Filter the data for lines with the word "bounds", then copy every line so identified.

*** Begin section ***

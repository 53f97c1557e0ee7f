use async_trait::async_trait;

use crate::{Result, UiElement};

/// Blocking remote control of the device. Calls never overlap: callers
/// await each one before issuing the next.
#[async_trait]
pub trait DeviceDriver: Send + Sync {
    /// Current UI state as a flat, pre-ordered element list.
    async fn snapshot(&self) -> Result<Vec<UiElement>>;

    async fn tap(&self, x: i32, y: i32) -> Result<()>;

    async fn swipe(&self, x1: i32, y1: i32, x2: i32, y2: i32, duration_ms: u32) -> Result<()>;

    /// Types into the element with `target_index` from the most recent snapshot.
    async fn type_text(&self, text: &str, target_index: usize) -> Result<()>;

    /// Taps the center of an element's bounds.
    async fn tap_element(&self, element: &UiElement) -> Result<()> {
        let (x, y) = element.bounds.center();
        self.tap(x, y).await
    }
}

*** End section ***

SOLUTION:
    /// Taps the center of an element's bounds.
        let (x, y) = element.bounds.center();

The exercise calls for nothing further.